[Work to complete]: Having read the records, set them all down exactly as they appear.

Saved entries
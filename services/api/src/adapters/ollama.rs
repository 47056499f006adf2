//! services/api/src/adapters/ollama.rs
//!
//! Shared plumbing for the unified Ollama `/api/generate` endpoint used by
//! both the text and the vision adapters.

use insighthub_core::ports::{PortError, PortResult};
use serde::{Deserialize, Serialize};
use std::time::Duration;

//=========================================================================================
// Wire Types
//=========================================================================================

#[derive(Serialize, Debug, Clone, PartialEq)]
pub struct GenerateOptions {
    pub temperature: f32,
    pub top_k: u32,
    pub top_p: f32,
    pub num_ctx: u32,
    pub max_tokens: u32,
}

impl Default for GenerateOptions {
    fn default() -> Self {
        Self {
            temperature: 0.3,
            top_k: 40,
            top_p: 0.9,
            num_ctx: 4096,
            max_tokens: 400,
        }
    }
}

#[derive(Serialize, Debug)]
pub struct GenerateRequest<'a> {
    pub model: &'a str,
    pub prompt: &'a str,
    pub system: &'a str,
    #[serde(skip_serializing_if = "Option::is_none")]
    pub images: Option<Vec<String>>,
    pub stream: bool,
    pub options: GenerateOptions,
}

#[derive(Deserialize, Debug)]
struct GenerateResponse {
    #[serde(default)]
    response: Option<String>,
}

//=========================================================================================
// The Client
//=========================================================================================

/// A thin client for one Ollama-compatible generate endpoint.
#[derive(Clone)]
pub struct OllamaClient {
    http: reqwest::Client,
    url: Option<String>,
    model_id: String,
}

impl OllamaClient {
    /// Creates a client. A missing `url` makes every call fail with a model error.
    pub fn new(url: Option<String>, model_id: String, timeout: Duration) -> PortResult<Self> {
        let http = reqwest::Client::builder()
            .timeout(timeout)
            .build()
            .map_err(|e| PortError::Unexpected(format!("Failed to build HTTP client: {}", e)))?;
        Ok(Self {
            http,
            url,
            model_id,
        })
    }

    pub fn model_id(&self) -> &str {
        &self.model_id
    }

    /// Posts a generate request and returns the trimmed, non-empty answer.
    ///
    /// `label` names the model in error messages ("text model", "vision model").
    pub async fn generate(
        &self,
        label: &str,
        prompt: &str,
        system: &str,
        images: Option<Vec<String>>,
        options: GenerateOptions,
    ) -> PortResult<String> {
        let url = self
            .url
            .as_deref()
            .ok_or_else(|| PortError::Model("Missing OLLAMA_UNIFIED_URL in environment".to_string()))?;

        let payload = GenerateRequest {
            model: &self.model_id,
            prompt,
            system,
            images,
            stream: false,
            options,
        };

        let resp = self
            .http
            .post(url)
            .json(&payload)
            .send()
            .await
            .map_err(|e| PortError::Model(format!("Failed to reach {}: {}", label, e)))?;

        let status = resp.status();
        let body = resp
            .text()
            .await
            .map_err(|e| PortError::Model(format!("Failed to read {} response: {}", label, e)))?;
        if !status.is_success() {
            return Err(PortError::Model(format!(
                "{} returned {}: {}",
                capitalize(label),
                status.as_u16(),
                body
            )));
        }

        let data: GenerateResponse = serde_json::from_str(&body).map_err(|e| {
            PortError::Model(format!("{} returned invalid JSON: {}", capitalize(label), e))
        })?;

        let answer = data.response.unwrap_or_default().trim().to_string();
        if answer.is_empty() {
            return Err(PortError::Model(format!(
                "{} returned an empty response",
                capitalize(label)
            )));
        }
        Ok(answer)
    }
}

fn capitalize(s: &str) -> String {
    let mut chars = s.chars();
    match chars.next() {
        Some(first) => first.to_uppercase().chain(chars).collect(),
        None => String::new(),
    }
}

[Exercise response]:
filename services/api/src/adapters/ollama.rs
repository 47056499f006adf2
//! services/api/src/adapters/ollama.rs
//!
//! Shared plumbing for the unified Ollama `/api/generate` endpoint used by
//! both the text and the vision adapters.

use insighthub_core::ports::{PortError, PortResult};
use serde::{Deserialize, Serialize};
use std::time::Duration;

//=========================================================================================
// Wire Types
//=========================================================================================

#[derive(Serialize, Debug, Clone, PartialEq)]
pub struct GenerateOptions {
    pub temperature: f32,
    pub top_k: u32,
    pub top_p: f32,
    pub num_ctx: u32,
    pub max_tokens: u32,
}

impl Default for GenerateOptions {
    fn default() -> Self {
        Self {
            temperature: 0.3,
            top_k: 40,
            top_p: 0.9,
            num_ctx: 4096,
            max_tokens: 400,
        }
    }
}

#[derive(Serialize, Debug)]
pub struct GenerateRequest<'a> {
    pub model: &'a str,
    pub prompt: &'a str,
    pub system: &'a str,
    #[serde(skip_serializing_if = "Option::is_none")]
    pub images: Option<Vec<String>>,
    pub stream: bool,
    pub options: GenerateOptions,
}

#[derive(Deserialize, Debug)]
struct GenerateResponse {
    #[serde(default)]
    response: Option<String>,
}

//=========================================================================================
// The Client
//=========================================================================================

/// A thin client for one Ollama-compatible generate endpoint.
#[derive(Clone)]
pub struct OllamaClient {
    http: reqwest::Client,
    url: Option<String>,
    model_id: String,
}

impl OllamaClient {
    /// Creates a client. A missing `url` makes every call fail with a model error.
    pub fn new(url: Option<String>, model_id: String, timeout: Duration) -> PortResult<Self> {
        let http = reqwest::Client::builder()
            .timeout(timeout)
            .build()
            .map_err(|e| PortError::Unexpected(format!("Failed to build HTTP client: {}", e)))?;
        Ok(Self {
            http,
            url,
            model_id,
        })
    }

    pub fn model_id(&self) -> &str {
        &self.model_id
    }

    /// Posts a generate request and returns the trimmed, non-empty answer.
    ///
    /// `label` names the model in error messages ("text model", "vision model").
    pub async fn generate(
        &self,
        label: &str,
        prompt: &str,
        system: &str,
        images: Option<Vec<String>>,
        options: GenerateOptions,
    ) -> PortResult<String> {
        let url = self
            .url
            .as_deref()
            .ok_or_else(|| PortError::Model("Missing OLLAMA_UNIFIED_URL in environment".to_string()))?;

        let payload = GenerateRequest {
            model: &self.model_id,
            prompt,
            system,
            images,
            stream: false,
            options,
        };

        let resp = self
            .http
            .post(url)
            .json(&payload)
            .send()
            .await
            .map_err(|e| PortError::Model(format!("Failed to reach {}: {}", label, e)))?;

        let status = resp.status();
        let body = resp
            .text()
            .await
            .map_err(|e| PortError::Model(format!("Failed to read {} response: {}", label, e)))?;
        if !status.is_success() {
            return Err(PortError::Model(format!(
                "{} returned {}: {}",
                capitalize(label),
                status.as_u16(),
                body
            )));
        }

        let data: GenerateResponse = serde_json::from_str(&body).map_err(|e| {
            PortError::Model(format!("{} returned invalid JSON: {}", capitalize(label), e))
        })?;

        let answer = data.response.unwrap_or_default().trim().to_string();
        if answer.is_empty() {
            return Err(PortError::Model(format!(
                "{} returned an empty response",
                capitalize(label)
            )));
        }
        Ok(answer)
    }
}

fn capitalize(s: &str) -> String {
    let mut chars = s.chars();
    match chars.next() {
        Some(first) => first.to_uppercase().chain(chars).collect(),
        None => String::new(),
    }
}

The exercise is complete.